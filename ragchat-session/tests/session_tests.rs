//! End-to-end session behavior: streaming, history commitment, rollback,
//! cancellation, and single-stream enforcement, all against a scripted model.

use std::sync::Arc;

use async_trait::async_trait;
use futures::StreamExt;

use ragchat_core::{ChatError, Role};
use ragchat_model::MockLlm;
use ragchat_retrieval::{
    DocumentChunk, RagError, RetrievalStrategy, SearchResult, NO_CONTEXT_PLACEHOLDER,
};
use ragchat_session::{
    ChatSession, DEFAULT_SYSTEM_INSTRUCTION, RETRIEVAL_UNAVAILABLE, STOP_MARKER,
};

/// Always returns the same canned results.
struct FixedRetriever {
    results: Vec<SearchResult>,
}

impl FixedRetriever {
    fn empty() -> Self {
        Self { results: Vec::new() }
    }

    fn with_manual_chunk() -> Self {
        let chunk = DocumentChunk::new("Press the red button to reset.", "manual.pdf", 1, 0);
        Self { results: vec![SearchResult { chunk, score: 0.12 }] }
    }
}

#[async_trait]
impl RetrievalStrategy for FixedRetriever {
    async fn retrieve(
        &self,
        _query: &str,
        top_k: usize,
    ) -> ragchat_retrieval::Result<Vec<SearchResult>> {
        Ok(self.results.iter().take(top_k).cloned().collect())
    }
}

/// Fails every retrieval, as if the index backend were down.
struct DownRetriever;

#[async_trait]
impl RetrievalStrategy for DownRetriever {
    async fn retrieve(
        &self,
        _query: &str,
        _top_k: usize,
    ) -> ragchat_retrieval::Result<Vec<SearchResult>> {
        Err(RagError::Index {
            backend: "in-memory".to_string(),
            message: "backend offline".to_string(),
        })
    }
}

fn session_with(llm: Arc<MockLlm>, retriever: Arc<dyn RetrievalStrategy>) -> ChatSession {
    ChatSession::builder().llm(llm).retriever(retriever).build().unwrap()
}

async fn drain(session: &ChatSession, query: &str) -> String {
    let mut stream = session.submit(query).await.unwrap();
    let mut reply = String::new();
    while let Some(token) = stream.next().await {
        reply.push_str(&token.unwrap());
    }
    reply
}

#[tokio::test]
async fn full_turn_commits_user_and_assistant_messages() {
    let llm = Arc::new(MockLlm::new(["Hel", "lo", "!"]));
    let session = session_with(llm.clone(), Arc::new(FixedRetriever::empty()));

    let reply = drain(&session, "hi there").await;
    assert_eq!(reply, "Hello!");

    let history = session.history().await;
    assert_eq!(history.len(), 3);
    assert_eq!(history[0].role, Role::System);
    assert_eq!(history[1].role, Role::User);
    assert_eq!(history[1].content, "hi there");
    assert_eq!(history[2].role, Role::Assistant);
    assert_eq!(history[2].content, "Hello!");
}

#[tokio::test]
async fn retrieved_context_is_injected_into_system_turn() {
    let llm = Arc::new(MockLlm::new(["ok"]));
    let session = session_with(llm.clone(), Arc::new(FixedRetriever::with_manual_chunk()));

    drain(&session, "how do I reset it?").await;

    let requests = llm.requests().await;
    assert_eq!(requests.len(), 1);
    let system = &requests[0].messages[0];
    assert_eq!(system.role, Role::System);
    assert!(system.content.starts_with(DEFAULT_SYSTEM_INSTRUCTION));
    assert!(system.content.contains("--- Source: manual.pdf (page 1"));
    assert!(system.content.contains("Press the red button to reset."));
}

#[tokio::test]
async fn empty_retrieval_injects_no_context_placeholder() {
    let llm = Arc::new(MockLlm::new(["ok"]));
    let session = session_with(llm.clone(), Arc::new(FixedRetriever::empty()));

    drain(&session, "anything").await;

    let requests = llm.requests().await;
    assert!(requests[0].messages[0].content.contains(NO_CONTEXT_PLACEHOLDER));
}

#[tokio::test]
async fn retrieval_failure_degrades_to_unavailable_placeholder() {
    let llm = Arc::new(MockLlm::new(["still", " fine"]));
    let session = session_with(llm.clone(), Arc::new(DownRetriever));

    let reply = drain(&session, "anything").await;
    assert_eq!(reply, "still fine");

    let requests = llm.requests().await;
    assert!(requests[0].messages[0].content.contains(RETRIEVAL_UNAVAILABLE));
}

#[tokio::test]
async fn concurrent_submit_is_rejected_until_stream_ends() {
    let llm = Arc::new(MockLlm::new(["a", "b", "c"]));
    let session = session_with(llm.clone(), Arc::new(FixedRetriever::empty()));

    let mut stream = session.submit("first").await.unwrap();
    let _ = stream.next().await;

    let err = session.submit("second").await.unwrap_err();
    assert!(matches!(err, ChatError::Session(_)));

    while stream.next().await.is_some() {}
    drop(stream);

    assert!(session.submit("third").await.is_ok());
}

#[tokio::test]
async fn cancellation_commits_partial_reply_with_marker() {
    let llm = Arc::new(MockLlm::new(["one ", "two ", "three ", "four"]));
    let session = session_with(llm.clone(), Arc::new(FixedRetriever::empty()));

    let mut stream = session.submit("count").await.unwrap();
    let mut seen = String::new();
    seen.push_str(&stream.next().await.unwrap().unwrap());
    seen.push_str(&stream.next().await.unwrap().unwrap());
    assert_eq!(seen, "one two ");

    session.cancel();

    // The flag is honored at the next token boundary, so no further tokens
    // arrive and the stream ends cleanly.
    assert!(stream.next().await.is_none());
    drop(stream);

    let history = session.history().await;
    assert_eq!(history.last().unwrap().role, Role::Assistant);
    assert_eq!(history.last().unwrap().content, format!("one two {STOP_MARKER}"));

    // Cancellation leaves the session ready for the next turn.
    let reply = drain(&session, "again").await;
    assert_eq!(reply, "one two three four");
}

#[tokio::test]
async fn midstream_failure_rolls_back_user_turn() {
    let llm = Arc::new(MockLlm::new(["par", "tial"]).fail_after(1));
    let session = session_with(llm.clone(), Arc::new(FixedRetriever::empty()));

    let mut stream = session.submit("doomed").await.unwrap();
    assert_eq!(stream.next().await.unwrap().unwrap(), "par");
    assert!(stream.next().await.unwrap().is_err());
    assert!(stream.next().await.is_none());
    drop(stream);

    // No partial assistant turn, and the user turn is gone too.
    let history = session.history().await;
    assert!(history.iter().all(|m| m.role == Role::System));

    // The session recovers and the next turn commits normally.
    let mut stream = session.submit("retry").await.unwrap();
    assert_eq!(stream.next().await.unwrap().unwrap(), "par");
}

#[tokio::test]
async fn open_failure_rolls_back_and_releases_session() {
    let llm = Arc::new(MockLlm::new(["never"]).fail_on_open());
    let session = session_with(llm.clone(), Arc::new(FixedRetriever::empty()));

    let err = session.submit("hello").await.unwrap_err();
    assert!(matches!(err, ChatError::Model(_)));
    assert!(session.history().await.iter().all(|m| m.role != Role::User));

    // A Session error here would mean the busy flag leaked.
    let err = session.submit("hello again").await.unwrap_err();
    assert!(matches!(err, ChatError::Model(_)));
}

#[tokio::test]
async fn cancel_when_idle_does_not_affect_next_turn() {
    let llm = Arc::new(MockLlm::new(["full ", "reply"]));
    let session = session_with(llm.clone(), Arc::new(FixedRetriever::empty()));

    session.cancel();
    session.cancel();

    let reply = drain(&session, "go").await;
    assert_eq!(reply, "full reply");
    assert_eq!(session.history().await.last().unwrap().content, "full reply");
}

#[tokio::test]
async fn cancel_racing_stream_teardown_never_pre_cancels_next_turn() {
    let llm = Arc::new(MockLlm::new(["a", "b"]));
    let session = Arc::new(session_with(llm.clone(), Arc::new(FixedRetriever::empty())));

    for _ in 0..50 {
        let mut stream = session.submit("first").await.unwrap();
        let cancel_task = tokio::spawn({
            let session = session.clone();
            async move { session.cancel() }
        });
        while stream.next().await.is_some() {}
        drop(stream);
        cancel_task.await.unwrap();

        // Whether the cancel landed mid-stream or after teardown, it must
        // not leak into the following turn.
        let reply = drain(&session, "second").await;
        assert_eq!(reply, "ab");
        assert_eq!(session.history().await.last().unwrap().content, "ab");

        session.clear_history().await;
    }
}

#[tokio::test]
async fn system_turn_is_rewritten_not_duplicated() {
    let llm = Arc::new(MockLlm::new(["r"]));
    let session = session_with(llm.clone(), Arc::new(FixedRetriever::with_manual_chunk()));

    drain(&session, "first question").await;
    drain(&session, "second question").await;

    let history = session.history().await;
    let system_count = history.iter().filter(|m| m.role == Role::System).count();
    assert_eq!(system_count, 1);
    assert_eq!(history[0].role, Role::System);
    assert_eq!(history.len(), 5);
    assert_eq!(history[3].content, "second question");
}

#[tokio::test]
async fn dropping_stream_midway_releases_session_and_discards_turn() {
    let llm = Arc::new(MockLlm::new(["a", "b", "c"]));
    let session = session_with(llm.clone(), Arc::new(FixedRetriever::empty()));

    let mut stream = session.submit("abandoned").await.unwrap();
    let _ = stream.next().await;
    drop(stream);

    let reply = drain(&session, "fresh").await;
    assert_eq!(reply, "abc");

    // The abandoned turn leaves no trace in the committed history.
    let history = session.history().await;
    assert!(history.iter().all(|m| m.content != "abandoned"));
    assert_eq!(history[1].content, "fresh");
}

#[tokio::test]
async fn clear_history_empties_the_conversation() {
    let llm = Arc::new(MockLlm::new(["r"]));
    let session = session_with(llm.clone(), Arc::new(FixedRetriever::empty()));

    drain(&session, "one turn").await;
    assert!(!session.history().await.is_empty());

    session.clear_history().await;
    assert!(session.history().await.is_empty());
}

#[tokio::test]
async fn builder_rejects_missing_components_and_zero_top_k() {
    let err = ChatSession::builder().build().unwrap_err();
    assert!(matches!(err, ChatError::Config(_)));

    let llm: Arc<MockLlm> = Arc::new(MockLlm::new(["r"]));
    let err = ChatSession::builder().llm(llm.clone()).build().unwrap_err();
    assert!(matches!(err, ChatError::Config(_)));

    let err = ChatSession::builder()
        .llm(llm)
        .retriever(Arc::new(FixedRetriever::empty()))
        .top_k(0)
        .build()
        .unwrap_err();
    assert!(matches!(err, ChatError::Config(_)));
}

▸ **EXERCISE**:
Copy out every line in the entries above that holds "DocumentChunk".

▸ **SOLUTION TO THIS PROBLEM**:
    DocumentChunk, RagError, RetrievalStrategy, SearchResult, NO_CONTEXT_PLACEHOLDER,
        let chunk = DocumentChunk::new("Press the red button to reset.", "manual.pdf", 1, 0);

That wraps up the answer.